Copying exactly, give the lines in the material below from the one with "MongoDB with retry" to the one with "let db = mongo_client.database(config.mongodb.database());", ends included, and nothing besides.

──────── Data listing

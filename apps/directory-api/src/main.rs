use axum_helpers::{JwtAuth, create_production_app, health_router};
use core_config::tracing::{init_tracing, install_color_eyre};
use std::time::Duration;
use tracing::info;

mod api;
mod config;
mod openapi;
mod state;

use config::Config;
use state::AppState;

#[tokio::main]
async fn main() -> eyre::Result<()> {
    // Install color-eyre first for colored error output
    install_color_eyre();

    // Load configuration from environment variables
    let config = Config::from_env()?;

    init_tracing(&config.environment);

    info!(database = %config.mongodb.database(), "Connecting to MongoDB");

    // Connect to MongoDB with retry
    let mongo_client =
        database::mongodb::connect_from_config_with_retry(&config.mongodb, None).await?;
    let db = mongo_client.database(config.mongodb.database());

    let auth = JwtAuth::new(&config.jwt);

    let state = AppState {
        config,
        mongo_client,
        db,
        auth,
    };

    // Indexes, built-in roles, optional administrator
    api::users::bootstrap(&state).await?;

    let api_routes = api::routes(&state);

    // Create a router with OpenAPI docs
    let router = axum_helpers::create_router::<openapi::ApiDoc>(api_routes).await?;

    // Merge health endpoints
    let app = router.merge(health_router(state.config.app));

    info!("Starting User Directory API with production-ready shutdown (30s timeout)");

    let server_config = state.config.server.clone();
    create_production_app(
        app,
        &server_config,
        Duration::from_secs(30),
        async move {
            info!("Shutting down: closing MongoDB connections");
            // MongoDB client closes automatically on drop
            drop(state.mongo_client);
            info!("MongoDB connection closed successfully");
        },
    )
    .await
    .map_err(|e| eyre::eyre!("Server error: {}", e))?;

    info!("User Directory API shutdown complete");
    Ok(())
}
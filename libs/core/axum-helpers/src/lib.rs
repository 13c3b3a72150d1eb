//! # Axum Helpers
//!
//! Shared building blocks for the HTTP services in this workspace.
//!
//! - **[`auth`]**: stateless JWT issuing and authority guards
//! - **[`server`]**: router assembly, health checks, graceful shutdown
//! - **[`http`]**: CORS and security headers
//! - **[`errors`]**: structured error responses with typed error codes
//! - **[`extractors`]**: validated JSON bodies

pub mod auth;
pub mod errors;
pub mod extractors;
pub mod http;
pub mod server;

pub use auth::{AuthorityGuard, JwtAuth, JwtClaims, JwtConfig, require_authority};

pub use server::{
    HealthCheckFuture, HealthResponse, ShutdownCoordinator, create_production_app, create_router,
    health_router, run_health_checks,
};

pub use http::{TOTAL_COUNT_HEADER, security_headers};

pub use errors::{AppError, ErrorCode, ErrorResponse};

pub use extractors::ValidatedJson;
//! Users API routes
//!
//! Wires the users domain to MongoDB and HTTP.

use axum::Router;
use domain_users::{MongoAuthorityRepository, MongoUserRepository, UserService, handlers};

use crate::state::AppState;

pub type DirectoryService = UserService<MongoUserRepository, MongoAuthorityRepository>;

pub fn service(state: &AppState) -> DirectoryService {
    UserService::new(
        MongoUserRepository::new(&state.db),
        MongoAuthorityRepository::new(&state.db),
    )
}

/// Create unique indexes, seed the built-in roles and the optional administrator
pub async fn bootstrap(state: &AppState) -> eyre::Result<()> {
    MongoUserRepository::new(&state.db).init_indexes().await?;

    let service = service(state);
    service.seed_authorities().await?;

    if let Some(admin) = &state.config.admin {
        let created = service
            .ensure_admin(&admin.login, &admin.email, &admin.password)
            .await?;
        if created {
            tracing::info!(login = %admin.login, "Administrator account created");
        }
    }

    Ok(())
}

pub fn router(state: &AppState) -> Router {
    handlers::router(service(state), state.auth.clone())
}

────────────────

**Output for this task:**
    // Connect to MongoDB with retry
    let mongo_client =
        database::mongodb::connect_from_config_with_retry(&config.mongodb, None).await?;
    let db = mongo_client.database(config.mongodb.database());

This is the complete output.